About this exercise: The answer is the number of lines in the data that contain the word "CourseFile"; give it alone.

Dataset content section start

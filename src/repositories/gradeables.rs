use std::path::{Path, PathBuf};

use async_trait::async_trait;
use serde::de::DeserializeOwned;
use serde::Deserialize;
use thiserror::Error;

use crate::domain::{Assignment, CustomGradeStatus, DifferentiationTag, GradeableRow, Section};

#[derive(Debug, Error)]
pub enum SourceError {
    #[error("not found: {0}")]
    NotFound(String),
    #[error("io error reading {path}: {source}")]
    Io {
        path: String,
        #[source]
        source: std::io::Error,
    },
    #[error("invalid data in {path}: {source}")]
    Parse {
        path: String,
        #[source]
        source: serde_json::Error,
    },
}

/// Read side of the gradebook: everything the submission list needs to render
/// one assignment.
#[async_trait]
pub trait GradeableSource: Send + Sync {
    async fn assignment(&self, course_id: i64, assignment_id: i64)
        -> Result<Assignment, SourceError>;

    async fn gradeable_submissions(
        &self,
        course_id: i64,
        assignment_id: i64,
    ) -> Result<Vec<GradeableRow>, SourceError>;

    async fn custom_grade_statuses(
        &self,
        course_id: i64,
    ) -> Result<Vec<CustomGradeStatus>, SourceError>;

    async fn sections(&self, course_id: i64) -> Result<Vec<Section>, SourceError>;

    async fn differentiation_tags(
        &self,
        course_id: i64,
    ) -> Result<Vec<DifferentiationTag>, SourceError>;

    async fn ping(&self) -> Result<(), SourceError> {
        Ok(())
    }
}

#[derive(Debug, Default, Deserialize)]
struct CourseFile {
    #[serde(default)]
    sections: Vec<Section>,
    #[serde(default)]
    custom_grade_statuses: Vec<CustomGradeStatus>,
    #[serde(default)]
    differentiation_tags: Vec<DifferentiationTag>,
}

#[derive(Debug, Deserialize)]
struct AssignmentFile {
    assignment: Assignment,
    #[serde(default)]
    submissions: Vec<GradeableRow>,
}

/// Snapshot exports laid out as
/// `{root}/courses/{course_id}/course.json` and
/// `{root}/courses/{course_id}/assignments/{assignment_id}.json`.
///
/// A course without `course.json` has no sections, statuses or tags.
#[derive(Debug, Clone)]
pub struct JsonDirectorySource {
    root: PathBuf,
}

impl JsonDirectorySource {
    pub fn new(root: impl Into<PathBuf>) -> Self {
        Self { root: root.into() }
    }

    pub fn root(&self) -> &Path {
        &self.root
    }

    fn course_path(&self, course_id: i64) -> PathBuf {
        self.root.join("courses").join(course_id.to_string()).join("course.json")
    }

    fn assignment_path(&self, course_id: i64, assignment_id: i64) -> PathBuf {
        self.root
            .join("courses")
            .join(course_id.to_string())
            .join("assignments")
            .join(format!("{assignment_id}.json"))
    }

    async fn course_file(&self, course_id: i64) -> Result<CourseFile, SourceError> {
        match read_json(&self.course_path(course_id)).await {
            Err(SourceError::NotFound(_)) => Ok(CourseFile::default()),
            other => other,
        }
    }

    async fn assignment_file(
        &self,
        course_id: i64,
        assignment_id: i64,
    ) -> Result<AssignmentFile, SourceError> {
        read_json(&self.assignment_path(course_id, assignment_id)).await
    }
}

#[async_trait]
impl GradeableSource for JsonDirectorySource {
    async fn assignment(
        &self,
        course_id: i64,
        assignment_id: i64,
    ) -> Result<Assignment, SourceError> {
        Ok(self.assignment_file(course_id, assignment_id).await?.assignment)
    }

    async fn gradeable_submissions(
        &self,
        course_id: i64,
        assignment_id: i64,
    ) -> Result<Vec<GradeableRow>, SourceError> {
        Ok(self.assignment_file(course_id, assignment_id).await?.submissions)
    }

    async fn custom_grade_statuses(
        &self,
        course_id: i64,
    ) -> Result<Vec<CustomGradeStatus>, SourceError> {
        Ok(self.course_file(course_id).await?.custom_grade_statuses)
    }

    async fn sections(&self, course_id: i64) -> Result<Vec<Section>, SourceError> {
        Ok(self.course_file(course_id).await?.sections)
    }

    async fn differentiation_tags(
        &self,
        course_id: i64,
    ) -> Result<Vec<DifferentiationTag>, SourceError> {
        Ok(self.course_file(course_id).await?.differentiation_tags)
    }

    async fn ping(&self) -> Result<(), SourceError> {
        let metadata =
            tokio::fs::metadata(&self.root).await.map_err(|source| io_error(&self.root, source))?;
        if !metadata.is_dir() {
            return Err(SourceError::NotFound(self.root.display().to_string()));
        }
        Ok(())
    }
}

async fn read_json<T: DeserializeOwned>(path: &Path) -> Result<T, SourceError> {
    let bytes = tokio::fs::read(path).await.map_err(|source| io_error(path, source))?;
    serde_json::from_slice(&bytes)
        .map_err(|source| SourceError::Parse { path: path.display().to_string(), source })
}

fn io_error(path: &Path, source: std::io::Error) -> SourceError {
    if source.kind() == std::io::ErrorKind::NotFound {
        SourceError::NotFound(path.display().to_string())
    } else {
        SourceError::Io { path: path.display().to_string(), source }
    }
}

Dataset content section end

Exercise result: 3